At this point, technology can very well boast a whole party of preachers. Different sectors are using it, and they are feeling the improvement around results every day. One of technology’s most dedicated followers, though, has been the healthcare sector. It’s not to say that the healthcare wasn’t doing its job before technology came around, but it was certainly not clocking the levels it’s consistently clocking today. The rigorous innovation happening around this block has delivered a ton of useful tools that are making real difference on a global scale, but the sector is far from done yet. Despite coming so much ahead from where things were, healthcare is still keeping its sight on the path yet unexplored. The idea for next few years is to expand upon the technological resources to create more refined treatments. Moves are already being made for that next step and the latest one can be observed within the Pharmtech branch.

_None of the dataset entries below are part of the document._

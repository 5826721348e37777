use std::collections::{HashMap, HashSet};
use std::io::{self, Write};

use cohort_scheduling::cohort::UNSCHEDULED_MEETING_TIME;
use cohort_scheduling::optimizer::NoProgress;
use cohort_scheduling::persistence::{load_people_from_csv, load_people_from_json, save_result_to_json};
use cohort_scheduling::{
    MultiCourseSchedulingResult, Person, Scheduler, SchedulingOptions, SqliteCohortStore,
    WeeklySlots, facilitators_for_run, find_availability_overlap, format_time_range,
};
use tracing_subscriber::EnvFilter;

fn print_help() {
    println!(
        "Commands:\n  help                               Show this help\n  load json|csv <path>               Load people from a file\n  people                             List loaded people\n  options show                       Show scheduling options\n  options set <key> <value>          Change one option\n  options load <path>                Load options from JSON\n  options save <path>                Save options to JSON\n  facilitators <id,...>|none         Mark facilitators among loaded people\n  schedule                           Schedule loaded people\n  schedule db                        Schedule everyone in the open database\n  overlap <id> <id>...               Find a common UTC hour for the given people\n  db <path>                          Open (or create) a SQLite cohort database\n  cohort <id>                        Schedule a cohort in the open database\n  save <path>                        Save the last scheduling result as JSON\n  quit|exit                          Exit"
    );
}

fn render_people(people: &[Person], facilitators: &HashSet<String>) -> String {
    let mut out = String::new();
    for person in people {
        let role = if facilitators.contains(&person.id) {
            " [facilitator]"
        } else {
            ""
        };
        out.push_str(&format!(
            "{} {}{}: courses={} available={}min if_needed={}\n",
            person.id,
            person.name,
            role,
            if person.courses.is_empty() {
                "-".to_string()
            } else {
                person.courses.join(";")
            },
            person.total_available_minutes(),
            person.if_needed_intervals.len()
        ));
    }
    out
}

fn render_result(result: &MultiCourseSchedulingResult) -> String {
    let mut out = format!("Scheduled ({})\n", result.summary());
    for course in &result.course_results {
        out.push_str(&format!(
            "Course {}: {} group(s), {} unassigned",
            course.course,
            course.groups.len(),
            course.unassigned.len()
        ));
        if let Some(reason) = course.skipped {
            out.push_str(&format!(" (skipped: {reason:?})"));
        }
        out.push('\n');
        for (index, group) in course.groups.iter().enumerate() {
            let time = group
                .selected_time
                .as_ref()
                .map(format_time_range)
                .unwrap_or_else(|| UNSCHEDULED_MEETING_TIME.to_string());
            let members: Vec<&str> = group.member_ids().collect();
            out.push_str(&format!(
                "  Group {} @ {}: {}\n",
                index + 1,
                time,
                members.join(", ")
            ));
        }
    }
    out
}

fn main() {
    // Logs go to stderr so command output stays readable.
    tracing_subscriber::fmt()
        .with_env_filter(EnvFilter::try_from_default_env().unwrap_or_else(|_| EnvFilter::new("warn")))
        .with_writer(io::stderr)
        .init();

    let scheduler = Scheduler::new();
    let mut options = SchedulingOptions::default();
    let mut people: Vec<Person> = Vec::new();
    let mut facilitators: HashSet<String> = HashSet::new();
    let mut store: Option<SqliteCohortStore> = None;
    let mut last_result: Option<MultiCourseSchedulingResult> = None;

    println!("Cohort Scheduling (CLI) - type 'help' for commands\n");

    let stdin = io::stdin();
    let mut line = String::new();
    loop {
        print!("> ");
        let _ = io::stdout().flush();
        line.clear();
        match stdin.read_line(&mut line) {
            Ok(0) | Err(_) => break,
            Ok(_) => {}
        }
        let input = line.trim();
        if input.is_empty() {
            continue;
        }

        let mut parts = input.split_whitespace();
        let cmd = parts.next().unwrap_or("");

        match cmd {
            "help" => print_help(),
            "quit" | "exit" => break,
            "load" => match (parts.next(), parts.next()) {
                (Some(format), Some(path)) => {
                    let loaded = match format {
                        "json" => load_people_from_json(path),
                        "csv" => load_people_from_csv(path),
                        _ => {
                            println!("Usage: load json|csv <path>");
                            continue;
                        }
                    };
                    match loaded {
                        Ok(loaded) => {
                            people = loaded;
                            facilitators.clear();
                            last_result = None;
                            println!("Loaded {} people from {}", people.len(), path);
                        }
                        Err(e) => println!("Load error: {}", e),
                    }
                }
                _ => println!("Usage: load json|csv <path>"),
            },
            "people" => {
                if people.is_empty() {
                    println!("No people loaded.");
                } else {
                    print!("{}", render_people(&people, &facilitators));
                }
            }
            "options" => match parts.next() {
                Some("show") | None => match serde_json::to_string_pretty(&options) {
                    Ok(json) => println!("{}", json),
                    Err(e) => println!("Error: {}", e),
                },
                Some("set") => match (parts.next(), parts.next()) {
                    (Some(key), Some(value)) => {
                        let mut updated = options.clone();
                        match updated.set(key, value).and_then(|_| updated.validate()) {
                            Ok(()) => {
                                options = updated;
                                println!("{} set.", key);
                            }
                            Err(e) => println!("Error: {}", e),
                        }
                    }
                    _ => println!("Usage: options set <key> <value>"),
                },
                Some("load") => match parts.next() {
                    Some(path) => match SchedulingOptions::from_json_file(path) {
                        Ok(loaded) => match loaded.validate() {
                            Ok(()) => {
                                options = loaded;
                                println!("Options loaded from {}", path);
                            }
                            Err(e) => println!("Error: {}", e),
                        },
                        Err(e) => println!("Load error: {}", e),
                    },
                    None => println!("Usage: options load <path>"),
                },
                Some("save") => match parts.next() {
                    Some(path) => match options.save_to_json_file(path) {
                        Ok(()) => println!("Options saved to {}", path),
                        Err(e) => println!("Save error: {}", e),
                    },
                    None => println!("Usage: options save <path>"),
                },
                Some(_) => println!("Usage: options show|set|load|save"),
            },
            "facilitators" => match parts.next() {
                Some("none") => {
                    facilitators.clear();
                    println!("Facilitators cleared.");
                }
                Some(csv) => {
                    let requested: Vec<&str> =
                        csv.split(',').map(str::trim).filter(|s| !s.is_empty()).collect();
                    let unknown: Vec<&str> = requested
                        .iter()
                        .copied()
                        .filter(|id| !people.iter().any(|p| p.id == *id))
                        .collect();
                    if !unknown.is_empty() {
                        println!("Unknown people: {}", unknown.join(", "));
                        continue;
                    }
                    facilitators = requested.into_iter().map(str::to_string).collect();
                    println!("{} facilitator(s) marked.", facilitators.len());
                }
                None => println!("Usage: facilitators <id,...>|none"),
            },
            "schedule" => {
                let outcome = match parts.next() {
                    Some("db") => match store.as_ref() {
                        Some(db) => scheduler.schedule(db, &options, &NoProgress),
                        None => {
                            println!("No database open. Use 'db <path>'.");
                            continue;
                        }
                    },
                    Some(_) => {
                        println!("Usage: schedule [db]");
                        continue;
                    }
                    None => facilitators_for_run(&options, &facilitators).and_then(|marked| {
                        scheduler.schedule_people(&people, &options, marked, &NoProgress)
                    }),
                };
                match outcome {
                    Ok(result) => {
                        print!("{}", render_result(&result));
                        last_result = Some(result);
                    }
                    Err(e) => println!("Scheduling error: {}", e),
                }
            }
            "overlap" => {
                let ids: Vec<&str> = parts.collect();
                if ids.is_empty() {
                    println!("Usage: overlap <id> <id>...");
                    continue;
                }
                let slots: HashMap<String, WeeklySlots> = people
                    .iter()
                    .map(|p| (p.id.clone(), WeeklySlots::from_person(p)))
                    .collect();
                match find_availability_overlap(&ids, &slots) {
                    Some(slot) => {
                        println!("Common time: {}", slot);
                        for person in people.iter().filter(|p| ids.contains(&p.id.as_str())) {
                            println!("  {}: {}", person.id, slot.to_local(&person.timezone));
                        }
                    }
                    None => println!("No common hour found."),
                }
            }
            "db" => match parts.next() {
                Some(path) => match SqliteCohortStore::new(path) {
                    Ok(opened) => {
                        store = Some(opened);
                        println!("Database opened at {}", path);
                    }
                    Err(e) => println!("Database error: {}", e),
                },
                None => println!("Usage: db <path>"),
            },
            "cohort" => {
                let Some(db) = store.as_ref() else {
                    println!("No database open. Use 'db <path>'.");
                    continue;
                };
                let cohort_id: i64 = match parts.next().map(str::parse) {
                    Some(Ok(id)) => id,
                    _ => {
                        println!("Usage: cohort <id>");
                        continue;
                    }
                };
                match scheduler.schedule_cohort(db, cohort_id, &options, &NoProgress) {
                    Ok(result) => {
                        println!(
                            "Cohort {} ({}): {} group(s), {} grouped, {} ungroupable",
                            result.cohort_id,
                            result.cohort_name,
                            result.groups_created,
                            result.users_grouped,
                            result.users_ungroupable
                        );
                        for group in &result.groups {
                            println!(
                                "  {} @ {}: {} member(s)",
                                group.group_name, group.meeting_time, group.member_count
                            );
                        }
                    }
                    Err(e) => println!("Scheduling error: {}", e),
                }
            }
            "save" => match (parts.next(), last_result.as_ref()) {
                (Some(path), Some(result)) => match save_result_to_json(result, path) {
                    Ok(()) => println!("Result saved to {}", path),
                    Err(e) => println!("Save error: {}", e),
                },
                (Some(_), None) => println!("Nothing to save. Run 'schedule' first."),
                (None, _) => println!("Usage: save <path>"),
            },
            _ => {
                println!("Unknown command. Type 'help'.");
            }
        }
    }
}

In their bid to make drug discovery process quicker, Eli Lily and Company has struck a partnership with Ziath, a sample management firm. The partners understand that the route to get there leads through next-generation labs; therefore they’ll be using fully automated Lily Life Sciences Studio Lab in San Diego. This lab was created as a part of Lily Discovery Automation Research and Technologies Group. It will now act as the headquarters where automation engineers and scientists would be able to collaborate and figure out design, implementation, and operational structure of several automation projects.
The makeup of this lab fits well with what the two companies are trying to do. Even though it is loaded with an advanced setup, one attribute that really stands out is the presence of a magnomotion track. This track offers segregated platforms, each one focusing on an exclusive element. Once the work on these elements is done, they are brought together and controlled by an automation scheduling software.
The lab facility will also be equipped with barcode tube rack readers that will do the work of examining and identifying the position of individual samples travelling throughout the storage and processing modules in the lab.
This might just be a start, but automation looks all but ready to be the future of pharmacy.